University may hire Australian exam markers as strikes loom
UNIVERSITIES are in talks to hire exam markers from Australia as lecturer strikes put graduations in jeopardy.
A boycott of marking essays and exams has been called at 22 universities as part of the University and College Union’s latest round of strikes in a bitter four-year stand-off with bosses.
The union has warned it “could stop hundreds of thousands of students from graduating” this summer, prompting fury from undergraduates fed up after Covid and strike-related disruption.
University chiefs are scrambling to draw up contingency plans, with Queen Mary University of London allegedly considering hiring Curio, an Australian higher education consultancy firm, to give students their grades instead.
UCU’S branch for the Russell Group university said bringing in outside staff “would undermine academic standards and devalue QMUL degrees”.
Meanwhile, at Newcastle University, bosses have introduced a “no detriment” safety net policy which gives students their average mark from across the year rather than their exam marks if their assessments are boycotted.

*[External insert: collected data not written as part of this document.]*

//! Store configuration loaded from `entity-store.toml`.

use std::{
    collections::{BTreeMap, HashSet},
    fs,
    num::NonZeroUsize,
    path::Path,
};

use anyhow::{Context, Result, anyhow, bail};
use serde::Deserialize;

const CONFIG_FILE: &str = "entity-store.toml";
const DEFAULT_ENTITY_CACHE_CAPACITY: usize = 10_000;
const DEFAULT_FINDER_CACHE_CAPACITY: usize = 1_000;

/// Top-level store configuration.
#[derive(Debug, Clone, Deserialize)]
pub struct StoreConfig {
    /// Entity cache settings.
    #[serde(default)]
    pub entity_cache: EntityCacheConfig,
    /// Finder cache settings.
    #[serde(default)]
    pub finder_cache: FinderCacheConfig,
    /// Invalidate list finders by changed columns instead of wholesale.
    #[serde(default = "enabled")]
    pub column_bitmask_enabled: bool,
    /// Logical → physical column name overrides.
    #[serde(default)]
    pub columns: BTreeMap<String, String>,
}

impl Default for StoreConfig {
    fn default() -> Self {
        Self {
            entity_cache: EntityCacheConfig::default(),
            finder_cache: FinderCacheConfig::default(),
            column_bitmask_enabled: true,
            columns: BTreeMap::new(),
        }
    }
}

impl StoreConfig {
    /// Load `entity-store.toml` from `dir`, falling back to defaults when absent.
    ///
    /// # Errors
    /// Returns an error when the file cannot be read, parsed or validated.
    pub fn from_dir(dir: impl AsRef<Path>) -> Result<Self> {
        let config_path = dir.as_ref().join(CONFIG_FILE);
        if !config_path.exists() {
            return Ok(Self::default());
        }

        let contents = fs::read_to_string(&config_path)
            .with_context(|| format!("failed to read {}", config_path.display()))?;
        Self::from_toml_str(&contents)
            .with_context(|| format!("failed to parse {}", config_path.display()))
    }

    /// Parse and validate configuration text.
    ///
    /// # Errors
    /// Returns an error for malformed TOML or invalid settings.
    pub fn from_toml_str(contents: &str) -> Result<Self> {
        let config: Self = toml::from_str(contents)?;
        config.validate()?;
        Ok(config)
    }

    /// Check settings that serde cannot express.
    ///
    /// # Errors
    /// Returns an error for a zero cache capacity or empty/duplicate physical names.
    pub fn validate(&self) -> Result<()> {
        if self.entity_cache.enabled && self.entity_cache.capacity == 0 {
            bail!("entity_cache.capacity must be greater than zero");
        }
        if self.finder_cache.enabled && self.finder_cache.capacity == 0 {
            bail!("finder_cache.capacity must be greater than zero");
        }
        self.ensure_unique_physical_names()
    }

    fn ensure_unique_physical_names(&self) -> Result<()> {
        let mut seen = HashSet::new();
        for (logical, physical) in &self.columns {
            if physical.trim().is_empty() {
                bail!("physical name for column '{logical}' must not be empty");
            }
            if !seen.insert(physical.as_str()) {
                bail!("duplicate physical column name detected: {physical}");
            }
        }
        Ok(())
    }

    /// Entity cache capacity as a non-zero value.
    ///
    /// # Errors
    /// Returns an error when the configured capacity is zero.
    pub fn entity_cache_capacity(&self) -> Result<NonZeroUsize> {
        NonZeroUsize::new(self.entity_cache.capacity)
            .ok_or_else(|| anyhow!("entity_cache.capacity must be greater than zero"))
    }

    /// Finder cache capacity per finder path as a non-zero value.
    ///
    /// # Errors
    /// Returns an error when the configured capacity is zero.
    pub fn finder_cache_capacity(&self) -> Result<NonZeroUsize> {
        NonZeroUsize::new(self.finder_cache.capacity)
            .ok_or_else(|| anyhow!("finder_cache.capacity must be greater than zero"))
    }
}

const fn enabled() -> bool {
    true
}

const fn default_capacity() -> usize {
    DEFAULT_ENTITY_CACHE_CAPACITY
}

const fn default_finder_capacity() -> usize {
    DEFAULT_FINDER_CACHE_CAPACITY
}

/// `[entity_cache]` block.
#[derive(Debug, Clone, Deserialize)]
pub struct EntityCacheConfig {
    /// Serve primary-key lookups from memory.
    #[serde(default = "enabled")]
    pub enabled: bool,
    /// Maximum number of cached keys.
    #[serde(default = "default_capacity")]
    pub capacity: usize,
}

impl Default for EntityCacheConfig {
    fn default() -> Self {
        Self {
            enabled: true,
            capacity: DEFAULT_ENTITY_CACHE_CAPACITY,
        }
    }
}

/// `[finder_cache]` block.
#[derive(Debug, Clone, Deserialize)]
pub struct FinderCacheConfig {
    /// Serve finder results from memory.
    #[serde(default = "enabled")]
    pub enabled: bool,
    /// Maximum number of cached results per finder path.
    #[serde(default = "default_finder_capacity")]
    pub capacity: usize,
}

impl Default for FinderCacheConfig {
    fn default() -> Self {
        Self {
            enabled: true,
            capacity: DEFAULT_FINDER_CACHE_CAPACITY,
        }
    }
}

#[cfg(test)]
mod tests {
    #![allow(clippy::expect_used, clippy::unwrap_used)]

    use super::*;
    use tempfile::TempDir;

    #[test]
    fn missing_file_yields_defaults() {
        let dir = TempDir::new().expect("create temp dir");
        let config = StoreConfig::from_dir(dir.path()).expect("load config");
        assert!(config.entity_cache.enabled);
        assert_eq!(config.entity_cache.capacity, 10_000);
        assert!(config.finder_cache.enabled);
        assert_eq!(config.finder_cache.capacity, 1_000);
        assert!(config.column_bitmask_enabled);
        assert!(config.columns.is_empty());
    }

    #[test]
    fn loads_file_from_dir() {
        let dir = TempDir::new().expect("create temp dir");
        fs::write(
            dir.path().join(CONFIG_FILE),
            r#"
column_bitmask_enabled = false

[entity_cache]
capacity = 64

[finder_cache]
enabled = false
capacity = 32

[columns]
uuid = "uuid_"
"#,
        )
        .expect("write config");

        let config = StoreConfig::from_dir(dir.path()).expect("load config");
        assert!(config.entity_cache.enabled);
        assert_eq!(config.entity_cache_capacity().unwrap().get(), 64);
        assert!(!config.finder_cache.enabled);
        assert_eq!(config.finder_cache_capacity().unwrap().get(), 32);
        assert!(!config.column_bitmask_enabled);
        assert_eq!(config.columns.get("uuid").map(String::as_str), Some("uuid_"));
    }

    #[test]
    fn rejects_zero_capacity() {
        let err = StoreConfig::from_toml_str("[entity_cache]\ncapacity = 0\n").unwrap_err();
        assert!(err.to_string().contains("capacity"));

        let disabled = StoreConfig::from_toml_str("[entity_cache]\nenabled = false\ncapacity = 0\n");
        assert!(disabled.is_ok());

        let finder = StoreConfig::from_toml_str("[finder_cache]\ncapacity = 0\n").unwrap_err();
        assert!(finder.to_string().contains("finder_cache.capacity"));
    }

    #[test]
    fn rejects_bad_physical_names() {
        let duplicate = StoreConfig::from_toml_str("[columns]\na = \"x\"\nb = \"x\"\n").unwrap_err();
        assert!(duplicate.to_string().contains("duplicate physical column name"));

        let empty = StoreConfig::from_toml_str("[columns]\na = \" \"\n").unwrap_err();
        assert!(empty.to_string().contains("must not be empty"));
    }

    #[test]
    fn reports_parse_errors_with_path() {
        let dir = TempDir::new().expect("create temp dir");
        fs::write(dir.path().join(CONFIG_FILE), "entity_cache = 3").expect("write config");
        let err = StoreConfig::from_dir(dir.path()).unwrap_err();
        assert!(format!("{err:#}").contains(CONFIG_FILE));
    }
}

However, last night some branches scrapped their boycotts at the last minute. This included Durham University, where 1,000 students were threatening to withhold their tuition fees and staff had been offered a £1,000 one-off payment if they refused to strike.
Raj Jethwa, chief executive of UCEA, said: “HE institutions have a duty to protect students and they are legally entitled to withhold pay.”
Curio, which was paid £10,500 by Queen Mary in 2020 to help it transition to online learning, has been contacted for comment.